Carey Mulligan plays the fictional role of Maud Watts, a 24 year old who has worked in the local laundry since she was a child. One day she is asked to deliver a parcel to the West End, and as she does, she is caught up with some suffragettes throwing stones at windows, one of whom (Violet) she recognises from the laundry.
Leaving work a few days later, she hears the wife of a local MP encouraging the women to speak out to parliament to help secure the vote for women. Violet advises she will give a testimony to the court, however, she has been badly beaten, and it is decided she would not give the right impression if she was allowed to deliver her testimony, so Maud ends up speaking instead. Having given her testimony, Maud is spurred into the hope that parliament will listen to women and they will get the vote, she therefore heads off to parliament to see if they have won the right to vote. David Lloyd George addresses the crowd to say parliament has listened to them, but they have not secured the right to vote. The crowd turns ugly and the women are beaten mercilessly by the police and arrested. Maud has to endure a week in prison, and upon returning home she finds she has been ostracised by both her neighbours and her husband.
Maud promises her husband she will have no more to do with the suffragette movement, however, when she was in jail she met with Emily Wilding Davison (real person) who was a confident of Emmeline Pankhurst, the British political activist and head of the Suffragette movement. Maud is invited to listen to Pankhurst speak at a rally, and once again is arrested but this time she is delivered straight back to her husband. Her husband is livid with Maud, and throws her out onto the street and decides he will take sole responsibility for their young son. At this moment we are shown a thumbnail view of what domestic life was like for women at the time. They would do as their husbands said, and they had little say in matters including what was right for their children. The law favoured the husband and the law was the law, no further discussion was necessary.

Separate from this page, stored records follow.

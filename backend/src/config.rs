//! Configuration management for the bike demand predictor
//!
//! Supports hierarchical configuration loading:
//! 1. Default values in code
//! 2. Configuration files (config/development.toml, config/production.toml)
//! 3. Environment variable overrides with BDP_ prefix

use std::path::PathBuf;
use std::time::Duration;

use config::{ConfigError, Environment, File};
use serde::Deserialize;

/// Main application configuration
#[derive(Debug, Deserialize, Clone)]
pub struct Config {
    /// Current environment (development, production)
    pub environment: String,

    /// Server configuration
    pub server: ServerConfig,

    /// Model and scaler artifact locations
    pub artifacts: ArtifactsConfig,

    /// Weather API configuration
    pub weather: WeatherConfig,
}

#[derive(Debug, Deserialize, Clone)]
pub struct ServerConfig {
    /// Server port
    pub port: u16,

    /// Server host
    pub host: String,
}

#[derive(Debug, Deserialize, Clone)]
pub struct ArtifactsConfig {
    /// Gradient-boosted model exported in XGBoost JSON format
    pub model_path: PathBuf,

    /// Fitted standard scaler parameters as JSON
    pub scaler_path: PathBuf,
}

#[derive(Debug, Deserialize, Clone)]
pub struct WeatherConfig {
    /// Weather API endpoint
    pub api_endpoint: String,

    /// Weather API key; empty disables the weather panel
    pub api_key: String,

    /// City shown in the weather panel
    pub city: String,

    /// Upper bound on a single weather request
    pub timeout_secs: u64,
}

impl WeatherConfig {
    pub fn is_configured(&self) -> bool {
        !self.api_key.trim().is_empty()
    }

    pub fn timeout(&self) -> Duration {
        Duration::from_secs(self.timeout_secs)
    }
}

impl Config {
    /// Load configuration from files and environment variables
    pub fn load() -> Result<Self, ConfigError> {
        let environment = std::env::var("BDP_ENVIRONMENT").unwrap_or_else(|_| "development".into());
        // Key name used by earlier deployments
        let legacy_api_key = std::env::var("MY_API_TOKEN").unwrap_or_default();

        let config = config::Config::builder()
            // Start with default values
            .set_default("environment", environment.clone())?
            .set_default("server.port", 8501)?
            .set_default("server.host", "0.0.0.0")?
            .set_default("artifacts.model_path", "artifacts/xgboost_model.json")?
            .set_default("artifacts.scaler_path", "artifacts/scaler.json")?
            .set_default("weather.api_endpoint", "https://api.openweathermap.org/data/2.5")?
            .set_default("weather.api_key", legacy_api_key)?
            .set_default("weather.city", "Seoul")?
            .set_default("weather.timeout_secs", 5)?
            // Load environment-specific config file
            .add_source(File::with_name(&format!("config/{}", environment)).required(false))
            // Override with environment variables (BDP_ prefix)
            .add_source(
                Environment::with_prefix("BDP")
                    .separator("__")
                    .try_parsing(true),
            )
            .build()?;

        config.try_deserialize()
    }
}

#[cfg(test)]
mod tests {
    use super::*;

    #[test]
    fn test_weather_configured_requires_key() {
        let mut weather = WeatherConfig {
            api_endpoint: "https://api.openweathermap.org/data/2.5".to_string(),
            api_key: "  ".to_string(),
            city: "Seoul".to_string(),
            timeout_secs: 5,
        };
        assert!(!weather.is_configured());

        weather.api_key = "abc123".to_string();
        assert!(weather.is_configured());
        assert_eq!(weather.timeout(), Duration::from_secs(5));
    }

    /// Environment mutation stays in one test so nothing else reads it concurrently
    #[test]
    fn test_load_layers_legacy_key_and_overrides() {
        std::env::remove_var("BDP_ENVIRONMENT");
        std::env::remove_var("BDP__WEATHER__API_KEY");
        std::env::remove_var("BDP__WEATHER__TIMEOUT_SECS");
        std::env::set_var("MY_API_TOKEN", "legacy-token");

        let config = Config::load().unwrap();
        assert_eq!(config.environment, "development");
        assert_eq!(config.server.port, 8501);
        assert_eq!(config.artifacts.model_path, PathBuf::from("artifacts/xgboost_model.json"));
        assert_eq!(config.weather.api_key, "legacy-token");
        assert_eq!(config.weather.city, "Seoul");
        assert_eq!(config.weather.timeout(), Duration::from_secs(5));

        std::env::set_var("BDP__WEATHER__API_KEY", "override-token");
        std::env::set_var("BDP__WEATHER__TIMEOUT_SECS", "9");

        let config = Config::load().unwrap();
        assert_eq!(config.weather.api_key, "override-token");
        assert_eq!(config.weather.timeout(), Duration::from_secs(9));

        std::env::remove_var("BDP__WEATHER__API_KEY");
        std::env::remove_var("BDP__WEATHER__TIMEOUT_SECS");
        std::env::remove_var("MY_API_TOKEN");
    }
}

Now she is destitute, Maud becomes move and more involved with the suffragette movement and the women become more radical in trying to get their voices heard. The suffragettes start by targeting methods of communication, cutting telegraph wires and bombing post boxes, to the more drastic bombing of Lloyd George's holiday home. Non of the activities the women embroil themselves in get reported in the newspapers, and therefore they believe even more drastic action is required. They decide they will get publicity if they travel to the Epsom Derby, and wave their banners at the cameras recording the event. Tragically whilst the race is in full flight, Emily steps onto the track and in front of King George V's horse and is trampled to death.
The funeral of Emily Wilding Davison was recorded on TV and in the newspapers, and it was inspiring to watch the current film transform into the actual black and white coverage of the event. This small element of the production really brought home the fact that whilst most of the film was fictional, it highlighted what these women of history went through to secure women the right to vote. What was particularly interesting was at the end of the film it showed what year women were given the vote in different countries, some only recently, and the fact that in the middle east, women are still not allowed to vote living in the shadow of men.
This is a movie that has not had any glitz or glamour thrown at it, it is a simple portrayal of what London in 1913 was like. It tells an important story, and opens up a good forum for discussing whether the intentions of the activists have been achieved. Women do now have the vote in the UK, but they are not treated as equals to men. In some respects the tables have turned full circle, and now it is generally the woman who will make decisions about the welfare of their children in any separation and the man now has to seek equality.
It also opens up the question of militancy. We view these women as heroines, but it can't be forgotten that peaceful protesting turned into wanton destruction. Houses and refreshment rooms were targeted by arsonists, museum exhibits attacked (British Museum and National Gallery), bombs placed in Westminster Abbey and St Pauls Cathedral and the attacks on communications as shown in the film. We see students rioting in modern day Britain for their beliefs and we castigate them. Are they really that far removed from the suffragettes? As I say, the film opened up the possibilities of endless debates, which is often a sign of a good film!